Por outro lado, essa opção tem desvantagens no caso de morte do investidor, já que a transferência aos herdeiros das ações da ‘offshore’ pode demandar um inventário no país onde a empresa foi registrada, segundo as regras locais.

4) Investimento em ativos no exterior via BDRs

Essa é uma maneira nova de o investidor de varejo aplicar em ativos no exterior, autorizada pela CVM este mês: adquirir BDRs (Brazilian Depositary Receipts), como são chamados os depósitos de valores mobiliários que permitem acessar ações, fundos de índice (ETFs, fundos negociados em bolsa) e títulos de dívida no exterior.

As regras, válidas a partir de 1º de setembro, também permitirão que empresas brasileiras listadas no exterior emitam seus BDRs no mercado local.

Com a mudança, o BDR Nível 1 — que dá acesso a empresas como Google, Amazon e Microsoft — poderá ser comprado por investidores de varejo, e não mais somente por qualificados (que possuem mais de R$ 1 milhão em aplicações). Também será permitida a criação de títulos lastreados em ETFs e a emissão de BDRs lastreados em títulos de dívida para companhias abertas registradas na autarquia (leia mais).
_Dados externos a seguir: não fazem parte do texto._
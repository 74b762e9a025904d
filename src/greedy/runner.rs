//! Nearest-neighbor chain construction.
//!
//! # Algorithm
//!
//! **Open chain** from seed `s`: repeatedly append the unvisited item
//! closest to the last appended one (ties go to the lowest index); the final
//! unvisited item is appended without a search.
//!
//! **Circular chain** from seed `m`: a ring of `n + 1` slots starts with `m`
//! at both ends. Items are placed alternately at the next free slot after the
//! front and before the back, each time picking the unvisited item closest
//! to the neighbor of that slot. The last item fills the single remaining
//! slot, closing the ring.
//!
//! Without an explicit seed, every item is tried and the cheapest chain wins
//! (ties go to the lowest seed).

use super::config::{ChainClosure, GreedyConfig};
use super::types::{ChainResult, GrowthDirection};
use crate::error::{OrderError, Result};
use crate::pairwise::CostSource;
use crate::tour::{Tour, TourKind};
use tracing::{info, trace};

/// Builds visiting orders by greedy nearest-neighbor chaining.
///
/// ```
/// use u_stackorder::greedy::{GreedyChainBuilder, GreedyConfig};
/// use u_stackorder::pairwise::CostTable;
///
/// let mut costs = CostTable::from_matrix(&[
///     vec![0.0, 1.0, 5.0],
///     vec![1.0, 0.0, 1.0],
///     vec![5.0, 1.0, 0.0],
/// ])
/// .unwrap();
/// let result = GreedyChainBuilder::new(GreedyConfig::open().with_seed(0))
///     .run(&mut costs)
///     .unwrap();
/// assert_eq!(result.tour.order(), &[0, 1, 2]);
/// ```
#[derive(Debug, Clone, Default)]
pub struct GreedyChainBuilder {
    config: GreedyConfig,
}

impl GreedyChainBuilder {
    pub fn new(config: GreedyConfig) -> Self {
        Self { config }
    }

    pub fn config(&self) -> &GreedyConfig {
        &self.config
    }

    /// Builds the chain over all items of `costs`.
    pub fn run<S: CostSource + ?Sized>(&self, costs: &mut S) -> Result<ChainResult> {
        let n = costs.len();
        self.config.validate(n)?;

        let (kind, best) = match self.config.closure {
            ChainClosure::Open => (
                TourKind::Open,
                search_seeds(costs, self.config.seed, open_chain::<S>)?,
            ),
            ChainClosure::Circular => (
                TourKind::Closed,
                search_seeds(costs, self.config.seed, circular_chain::<S>)?,
            ),
        };

        info!(
            items = n,
            closure = ?self.config.closure,
            seed = best.seed,
            total_cost = best.total_cost,
            seeds = best.seeds_evaluated,
            "greedy chain built"
        );

        Ok(ChainResult {
            tour: Tour::from_validated(best.order, kind),
            total_cost: best.total_cost,
            seed: best.seed,
            seeds_evaluated: best.seeds_evaluated,
            metrics: costs.metrics(),
        })
    }
}

pub(crate) struct SeedSearch {
    pub order: Vec<usize>,
    pub total_cost: f64,
    pub seed: usize,
    pub seeds_evaluated: usize,
}

/// Grows a chain from `seed`, or from every item when `seed` is `None`,
/// keeping the cheapest.
pub(crate) fn search_seeds<S, F>(
    costs: &mut S,
    seed: Option<usize>,
    mut grow: F,
) -> Result<SeedSearch>
where
    S: CostSource + ?Sized,
    F: FnMut(&mut S, usize) -> Result<(Vec<usize>, f64)>,
{
    let candidates = match seed {
        Some(s) => s..s + 1,
        None => 0..costs.len(),
    };

    let mut best: Option<SeedSearch> = None;
    let mut evaluated = 0;
    for m in candidates {
        let (order, total_cost) = grow(&mut *costs, m)?;
        evaluated += 1;
        trace!(seed = m, total_cost, "candidate chain");
        if best.as_ref().is_none_or(|b| total_cost < b.total_cost) {
            best = Some(SeedSearch {
                order,
                total_cost,
                seed: m,
                seeds_evaluated: 0,
            });
        }
    }

    // validate() guarantees at least one candidate
    let mut best = best.ok_or(OrderError::EmptyInput)?;
    best.seeds_evaluated = evaluated;
    Ok(best)
}

/// Open nearest-neighbor path from `seed`. Returns the order and its cost.
pub(crate) fn open_chain<S: CostSource + ?Sized>(
    costs: &mut S,
    seed: usize,
) -> Result<(Vec<usize>, f64)> {
    let n = costs.len();
    let mut visited = vec![false; n];
    visited[seed] = true;
    let mut order = Vec::with_capacity(n);
    order.push(seed);

    let mut current = seed;
    let mut total = 0.0;
    while order.len() + 1 < n {
        let Some((next, cost)) = nearest_unvisited(costs, current, &visited)? else {
            break;
        };
        visited[next] = true;
        order.push(next);
        total += cost;
        current = next;
    }

    if let Some(last) = visited.iter().position(|&v| !v) {
        total += costs.cost(current, last)?;
        order.push(last);
    }
    Ok((order, total))
}

/// Closed chain grown alternately from both ends of `seed`.
pub(crate) fn circular_chain<S: CostSource + ?Sized>(
    costs: &mut S,
    seed: usize,
) -> Result<(Vec<usize>, f64)> {
    let n = costs.len();
    let mut visited = vec![false; n];
    visited[seed] = true;

    let mut ring = vec![seed; n + 1];
    // Free slots are front..=back.
    let mut front = 1;
    let mut back = n - 1;
    let mut direction = GrowthDirection::Forward;

    while back > front {
        let (slot, neighbor) = match direction {
            GrowthDirection::Forward => (front, ring[front - 1]),
            GrowthDirection::Backward => (back, ring[back + 1]),
        };
        let Some((next, _)) = nearest_unvisited(costs, neighbor, &visited)? else {
            break;
        };
        ring[slot] = next;
        visited[next] = true;
        match direction {
            GrowthDirection::Forward => front += 1,
            GrowthDirection::Backward => back -= 1,
        }
        direction = direction.flip();
    }

    if let Some(last) = visited.iter().position(|&v| !v) {
        ring[front] = last;
    }
    ring.truncate(n);

    let tour = Tour::from_validated(ring, TourKind::Closed);
    let total = tour.cost(costs)?;
    Ok((tour.into_order(), total))
}

/// Closest unvisited item to `from`, lowest index on ties.
fn nearest_unvisited<S: CostSource + ?Sized>(
    costs: &mut S,
    from: usize,
    visited: &[bool],
) -> Result<Option<(usize, f64)>> {
    let mut best: Option<(usize, f64)> = None;
    for (j, &seen) in visited.iter().enumerate() {
        if seen {
            continue;
        }
        let cost = costs.cost(from, j)?;
        if best.is_none_or(|(_, c)| cost < c) {
            best = Some((j, cost));
        }
    }
    Ok(best)
}

#[cfg(test)]
mod tests {
    use super::*;
    use crate::pairwise::{line_items, CostMatrixBuilder, CostTable, LineEngine};
    use crate::tour::validate_permutation;
    use proptest::prelude::*;
    use std::sync::atomic::Ordering;

    /// cost(0,1)=1, cost(0,2)=5, cost(0,3)=9, cost(1,2)=1, cost(1,3)=5, cost(2,3)=1
    fn four_items() -> CostTable {
        CostTable::from_matrix(&[
            vec![0.0, 1.0, 5.0, 9.0],
            vec![1.0, 0.0, 1.0, 5.0],
            vec![5.0, 1.0, 0.0, 1.0],
            vec![9.0, 5.0, 1.0, 0.0],
        ])
        .unwrap()
    }

    /// Cheapest Hamiltonian cycle by enumerating all orders starting at 0.
    fn brute_force_cycle(table: &CostTable) -> f64 {
        fn permute(rest: &mut Vec<usize>, k: usize, out: &mut Vec<Vec<usize>>) {
            if k == rest.len() {
                out.push(rest.clone());
                return;
            }
            for i in k..rest.len() {
                rest.swap(k, i);
                permute(rest, k + 1, out);
                rest.swap(k, i);
            }
        }
        let n = table.items();
        let mut rest: Vec<usize> = (1..n).collect();
        let mut all = Vec::new();
        permute(&mut rest, 0, &mut all);
        all.into_iter()
            .map(|tail| {
                let mut order = vec![0];
                order.extend(tail);
                let tour = Tour::new(order, TourKind::Closed).unwrap();
                tour.cost(&mut table.clone()).unwrap()
            })
            .fold(f64::INFINITY, f64::min)
    }

    #[test]
    fn test_open_chain_with_seed() {
        let mut table = four_items();
        let result = GreedyChainBuilder::new(GreedyConfig::open().with_seed(0))
            .run(&mut table)
            .unwrap();
        assert_eq!(result.tour.order(), &[0, 1, 2, 3]);
        assert_eq!(result.tour.kind(), TourKind::Open);
        assert!((result.total_cost - 3.0).abs() < 1e-12);
        assert_eq!(result.seeds_evaluated, 1);
    }

    #[test]
    fn test_open_chain_tie_breaks_by_lowest_index() {
        // From 0, items 2 and 3 are equally close.
        let mut table = CostTable::from_matrix(&[
            vec![0.0, 4.0, 1.0, 1.0],
            vec![4.0, 0.0, 2.0, 2.0],
            vec![1.0, 2.0, 0.0, 3.0],
            vec![1.0, 2.0, 3.0, 0.0],
        ])
        .unwrap();
        let result = GreedyChainBuilder::new(GreedyConfig::open().with_seed(0))
            .run(&mut table)
            .unwrap();
        assert_eq!(result.tour.order()[1], 2);
    }

    #[test]
    fn test_open_chain_searches_seeds() {
        let mut table = four_items();
        let result = GreedyChainBuilder::new(GreedyConfig::open())
            .run(&mut table)
            .unwrap();
        assert_eq!(result.seeds_evaluated, 4);
        // Seeds 0 and 3 both reach cost 3; the lower one wins.
        assert_eq!(result.seed, 0);
        assert!((result.total_cost - 3.0).abs() < 1e-12);
    }

    #[test]
    fn test_circular_chain_is_optimal_here() {
        let mut table = four_items();
        let result = GreedyChainBuilder::new(GreedyConfig::circular())
            .run(&mut table)
            .unwrap();
        assert_eq!(result.tour.kind(), TourKind::Closed);
        assert_eq!(result.tour.edges().count(), 4);
        assert!((result.total_cost - 12.0).abs() < 1e-12);
        assert!((result.total_cost - brute_force_cycle(&table)).abs() < 1e-12);
        assert!((result.tour.cost(&mut table).unwrap() - result.total_cost).abs() < 1e-12);
    }

    #[test]
    fn test_circular_growth_alternates() {
        // Points on a line: from seed 2 the front takes 1 (lowest of the tie
        // with 3), the back then takes 3, and so on.
        let xs = [0.0_f64, 1.0, 2.0, 3.0, 4.0];
        let mut table = CostTable::from_fn(5, |lo, hi| {
            crate::pairwise::Comparison::cost_only((xs[hi] - xs[lo]).abs())
        });
        let (order, total) = circular_chain(&mut table, 2).unwrap();
        assert_eq!(order, vec![2, 1, 0, 4, 3]);
        assert!((total - 8.0).abs() < 1e-12);
    }

    #[test]
    fn test_two_item_cycle() {
        let mut table = CostTable::from_matrix(&[vec![0.0, 2.0], vec![2.0, 0.0]]).unwrap();
        let result = GreedyChainBuilder::new(GreedyConfig::circular())
            .run(&mut table)
            .unwrap();
        assert_eq!(result.tour.order(), &[0, 1]);
        assert!((result.total_cost - 4.0).abs() < 1e-12);
    }

    #[test]
    fn test_errors() {
        let mut empty = CostTable::from_fn(0, |_, _| unreachable!());
        assert!(matches!(
            GreedyChainBuilder::default().run(&mut empty),
            Err(OrderError::EmptyInput)
        ));
        let mut single = CostTable::from_fn(1, |_, _| unreachable!());
        assert!(matches!(
            GreedyChainBuilder::new(GreedyConfig::circular()).run(&mut single),
            Err(OrderError::InsufficientItems { .. })
        ));
        let result = GreedyChainBuilder::default().run(&mut single).unwrap();
        assert_eq!(result.tour.order(), &[0]);
        assert_eq!(result.total_cost, 0.0);
    }

    #[test]
    fn test_on_demand_source_memoizes_seed_search() {
        let engine = LineEngine::new();
        let items = line_items(&[0.0, 4.0, 1.0, 9.0, 2.5, 6.0]);
        let builder = CostMatrixBuilder::new(&engine);
        let mut costs = builder.on_demand(&items).unwrap();
        let result = GreedyChainBuilder::new(GreedyConfig::circular())
            .run(&mut costs)
            .unwrap();
        // Never more engine calls than distinct pairs.
        assert!(engine.calls.load(Ordering::SeqCst) <= 15);
        assert_eq!(result.metrics.comparisons, engine.calls.load(Ordering::SeqCst));
        assert!(result.metrics.cache_hits > 0);
    }

    proptest! {
        #[test]
        fn prop_chains_are_permutations(
            xs in proptest::collection::vec(-100.0f64..100.0, 2..12),
            circular in any::<bool>(),
        ) {
            let n = xs.len();
            let mut table = CostTable::from_fn(n, |lo, hi| {
                crate::pairwise::Comparison::cost_only((xs[hi] - xs[lo]).abs())
            });
            let config = if circular { GreedyConfig::circular() } else { GreedyConfig::open() };
            let result = GreedyChainBuilder::new(config).run(&mut table).unwrap();
            prop_assert!(validate_permutation(result.tour.order(), n).is_ok());
            let recomputed = result.tour.cost(&mut table).unwrap();
            prop_assert!((recomputed - result.total_cost).abs() < 1e-6);
        }
    }
}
Aplicações com “sucessão direta” evitam inventário

Por razões como falta de planejamento, diferenças culturais e uma relutância em ponderar a própria morte, ainda é pouco frequente, segundo os especialistas, que brasileiros querendo investir no exterior antevejam o que será preciso fazer e pagar em caso de sucessão.

As armadilhas, aqui, são a burocracia e o custo fiscal. De um lado, alíquotas muito mais altas cobradas por outros países sobre a transmissão por morte. De outro, a possível necessidade de abrir um inventário em outro país.

Enquanto no Estado de São Paulo o imposto sobre heranças (ITCMD, que também afeta doações) é de 4%, em certos Estados americanos chega a 40%, e é maior ainda na Ásia e na Europa. A filosofia por trás disso é a escolha dessas sociedades por desencorajar a transmissão geracional de patrimônios e fomentar a livre iniciativa, a distribuição de renda e a ascensão social por meio de trabalho, não de herança.

Para quem cogita investir lá fora, o potencial efeito disso é um aumento de custos que reduza o retorno obtido.

No exemplo dos EUA, Lee, da Avenue, explica que o imposto sobre herança tem parcelas isentas. Americanos residentes no país só pagam o tributo no que exceder US$ 5,5 milhões por pessoa, ou US$ 11 milhões por casal (esse teto foi ampliado recentemente pelo presidente Donald Trump).

Já para estrangeiros nos EUA a isenção é de apenas US$ 60 mil. Todo o restante do investimento por lá será taxado em 40%, em média, caso o investidor morra.

Embora defenda que o recolhimento é simples, Lee alerta: é preciso ter esse custo em mente. “É um processo simples e rápido. O herdeiro faz uma declaração em uma unidade do Fisco americano descrevendo as aplicações e paga 40% de tributo. O desafio é deixar isso claro para o cliente, pois no Brasil não estamos acostumados com esse imposto”, explica.

Já com relação ao inventário, há três formas de evitá-lo, em vida, para que os herdeiros possam reaver aplicações no exterior.

A primeira é criar um “living trust”, como são chamadas as estruturas societárias que reúnem ativos em uma empresa que tem como acionistas o investidor e os herdeiros. Esta opção requer assessoria societária, fiscal e contábil, e, por isso, costuma ser mais usada por pessoas muito ricas.

A segunda opção, aceita por alguns bancos, corretoras e custodiantes, é fazer aplicações conjuntas, em nome do titular e do/a cônjuge, que prevejam direitos ao sobrevivente.

Nos EUA, uma terceira forma de evitar um inventário para acessar aplicações de alguém que morreu são as contas TOD (do inglês “transfer on death”, para “transferência em caso de morte”), que preveem beneficiários diretos, inclusive em proporções acertadas antes. “Nesses casos, o herdeiro evita o espólio, mas ainda tem de pagar os impostos”, explica Lee.